TASK INSTRUCTIONS:
Count the lines below that contain the word "derive" and give only that number.
######
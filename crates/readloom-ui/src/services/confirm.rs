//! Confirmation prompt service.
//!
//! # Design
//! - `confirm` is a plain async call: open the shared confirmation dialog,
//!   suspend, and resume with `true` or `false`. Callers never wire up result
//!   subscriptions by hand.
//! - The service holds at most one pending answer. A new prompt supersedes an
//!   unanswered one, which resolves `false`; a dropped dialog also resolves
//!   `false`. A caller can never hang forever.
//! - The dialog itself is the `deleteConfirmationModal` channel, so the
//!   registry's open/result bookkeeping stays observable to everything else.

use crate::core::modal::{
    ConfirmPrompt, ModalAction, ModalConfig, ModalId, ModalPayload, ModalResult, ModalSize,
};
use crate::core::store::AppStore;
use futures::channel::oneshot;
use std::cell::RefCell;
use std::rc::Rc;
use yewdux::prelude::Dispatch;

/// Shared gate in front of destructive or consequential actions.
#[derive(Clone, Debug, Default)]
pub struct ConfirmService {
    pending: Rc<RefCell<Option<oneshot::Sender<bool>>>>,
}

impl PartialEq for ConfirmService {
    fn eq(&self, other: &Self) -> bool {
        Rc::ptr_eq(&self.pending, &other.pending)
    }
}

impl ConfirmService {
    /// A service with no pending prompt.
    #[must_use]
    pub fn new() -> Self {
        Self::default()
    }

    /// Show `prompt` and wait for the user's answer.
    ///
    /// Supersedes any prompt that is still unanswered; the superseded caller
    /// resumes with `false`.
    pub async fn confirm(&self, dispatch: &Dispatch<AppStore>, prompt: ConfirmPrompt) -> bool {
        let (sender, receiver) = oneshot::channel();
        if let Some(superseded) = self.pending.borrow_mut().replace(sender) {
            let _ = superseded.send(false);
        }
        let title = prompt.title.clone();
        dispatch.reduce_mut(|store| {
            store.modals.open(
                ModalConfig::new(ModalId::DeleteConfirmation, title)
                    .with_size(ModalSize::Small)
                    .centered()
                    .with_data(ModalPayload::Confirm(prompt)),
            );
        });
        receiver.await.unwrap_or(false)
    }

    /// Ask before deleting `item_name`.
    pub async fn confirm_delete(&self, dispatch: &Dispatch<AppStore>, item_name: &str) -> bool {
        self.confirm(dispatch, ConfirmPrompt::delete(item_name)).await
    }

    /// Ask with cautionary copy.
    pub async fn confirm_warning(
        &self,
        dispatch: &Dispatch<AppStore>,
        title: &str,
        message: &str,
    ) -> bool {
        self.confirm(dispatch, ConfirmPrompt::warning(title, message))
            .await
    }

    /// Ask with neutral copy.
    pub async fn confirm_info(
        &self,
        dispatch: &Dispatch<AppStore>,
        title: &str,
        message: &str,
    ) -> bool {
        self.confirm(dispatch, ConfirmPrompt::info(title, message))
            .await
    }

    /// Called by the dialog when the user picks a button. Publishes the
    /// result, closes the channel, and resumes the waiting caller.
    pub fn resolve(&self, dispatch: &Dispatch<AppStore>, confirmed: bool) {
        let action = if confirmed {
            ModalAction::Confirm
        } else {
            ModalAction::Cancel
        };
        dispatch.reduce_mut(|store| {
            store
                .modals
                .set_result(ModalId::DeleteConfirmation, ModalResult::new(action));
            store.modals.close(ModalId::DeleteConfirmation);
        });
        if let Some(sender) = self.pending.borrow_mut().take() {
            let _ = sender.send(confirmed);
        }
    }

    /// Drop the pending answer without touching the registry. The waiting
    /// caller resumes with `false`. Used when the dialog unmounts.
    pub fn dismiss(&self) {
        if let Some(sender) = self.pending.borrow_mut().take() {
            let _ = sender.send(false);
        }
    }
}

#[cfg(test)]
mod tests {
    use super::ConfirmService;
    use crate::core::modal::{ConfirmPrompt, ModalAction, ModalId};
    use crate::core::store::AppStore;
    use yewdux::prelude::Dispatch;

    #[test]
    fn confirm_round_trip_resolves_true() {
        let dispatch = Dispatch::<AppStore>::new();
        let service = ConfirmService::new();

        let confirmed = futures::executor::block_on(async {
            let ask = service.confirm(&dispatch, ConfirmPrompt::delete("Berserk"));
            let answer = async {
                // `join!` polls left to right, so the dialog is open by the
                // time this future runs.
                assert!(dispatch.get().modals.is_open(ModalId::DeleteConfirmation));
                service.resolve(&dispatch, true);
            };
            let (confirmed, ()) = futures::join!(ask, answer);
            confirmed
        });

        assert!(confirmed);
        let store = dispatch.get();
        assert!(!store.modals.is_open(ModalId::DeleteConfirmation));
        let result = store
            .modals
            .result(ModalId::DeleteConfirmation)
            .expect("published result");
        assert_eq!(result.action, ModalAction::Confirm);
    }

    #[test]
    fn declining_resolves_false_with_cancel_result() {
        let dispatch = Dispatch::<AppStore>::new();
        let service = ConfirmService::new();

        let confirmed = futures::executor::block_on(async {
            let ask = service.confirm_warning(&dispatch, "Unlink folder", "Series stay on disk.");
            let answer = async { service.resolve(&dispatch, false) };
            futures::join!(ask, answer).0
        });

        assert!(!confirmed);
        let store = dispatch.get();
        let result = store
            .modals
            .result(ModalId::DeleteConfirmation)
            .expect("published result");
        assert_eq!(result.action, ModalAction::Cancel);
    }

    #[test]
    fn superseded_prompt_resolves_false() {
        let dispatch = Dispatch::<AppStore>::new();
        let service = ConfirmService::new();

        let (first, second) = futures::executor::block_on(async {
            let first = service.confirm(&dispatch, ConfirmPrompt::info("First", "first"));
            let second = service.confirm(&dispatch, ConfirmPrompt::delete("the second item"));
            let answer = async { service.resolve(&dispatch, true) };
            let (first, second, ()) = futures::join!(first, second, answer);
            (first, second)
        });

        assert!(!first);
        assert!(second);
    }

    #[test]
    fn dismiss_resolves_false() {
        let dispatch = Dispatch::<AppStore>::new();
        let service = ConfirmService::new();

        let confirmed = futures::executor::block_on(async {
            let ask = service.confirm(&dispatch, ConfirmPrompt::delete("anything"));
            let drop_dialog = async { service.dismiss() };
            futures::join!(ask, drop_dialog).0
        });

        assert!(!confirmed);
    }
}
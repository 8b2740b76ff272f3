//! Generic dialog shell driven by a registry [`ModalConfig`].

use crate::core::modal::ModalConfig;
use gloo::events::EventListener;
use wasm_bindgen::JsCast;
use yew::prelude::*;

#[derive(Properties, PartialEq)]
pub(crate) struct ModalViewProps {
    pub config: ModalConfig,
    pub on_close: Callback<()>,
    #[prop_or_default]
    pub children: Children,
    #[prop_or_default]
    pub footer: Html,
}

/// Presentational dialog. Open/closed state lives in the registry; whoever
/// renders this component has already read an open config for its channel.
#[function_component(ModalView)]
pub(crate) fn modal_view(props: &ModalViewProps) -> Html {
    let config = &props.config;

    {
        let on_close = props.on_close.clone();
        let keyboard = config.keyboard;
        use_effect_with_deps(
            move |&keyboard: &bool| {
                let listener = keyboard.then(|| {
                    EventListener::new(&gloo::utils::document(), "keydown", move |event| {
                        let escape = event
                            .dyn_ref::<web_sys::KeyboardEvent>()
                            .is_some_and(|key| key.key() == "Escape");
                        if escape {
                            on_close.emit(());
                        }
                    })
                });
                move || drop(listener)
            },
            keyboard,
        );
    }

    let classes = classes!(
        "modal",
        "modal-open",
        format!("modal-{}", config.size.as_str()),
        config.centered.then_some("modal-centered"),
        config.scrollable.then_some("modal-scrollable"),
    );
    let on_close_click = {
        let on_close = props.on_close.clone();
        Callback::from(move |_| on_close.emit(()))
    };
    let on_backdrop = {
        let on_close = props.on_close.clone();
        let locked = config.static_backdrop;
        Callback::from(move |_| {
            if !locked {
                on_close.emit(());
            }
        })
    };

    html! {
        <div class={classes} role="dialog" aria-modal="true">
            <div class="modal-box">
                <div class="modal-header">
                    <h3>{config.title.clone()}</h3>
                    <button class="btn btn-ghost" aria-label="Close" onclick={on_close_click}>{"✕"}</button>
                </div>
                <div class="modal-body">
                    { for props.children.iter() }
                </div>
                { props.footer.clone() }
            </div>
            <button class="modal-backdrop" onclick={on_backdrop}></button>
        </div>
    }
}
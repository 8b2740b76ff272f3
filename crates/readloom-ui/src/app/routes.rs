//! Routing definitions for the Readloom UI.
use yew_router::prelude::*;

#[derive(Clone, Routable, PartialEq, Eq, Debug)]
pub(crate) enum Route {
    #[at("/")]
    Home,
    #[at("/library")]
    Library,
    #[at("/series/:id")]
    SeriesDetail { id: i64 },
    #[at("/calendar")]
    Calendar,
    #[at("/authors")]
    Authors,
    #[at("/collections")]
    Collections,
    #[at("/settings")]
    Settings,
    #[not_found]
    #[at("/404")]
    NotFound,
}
######
SOLVED PROBLEM:
3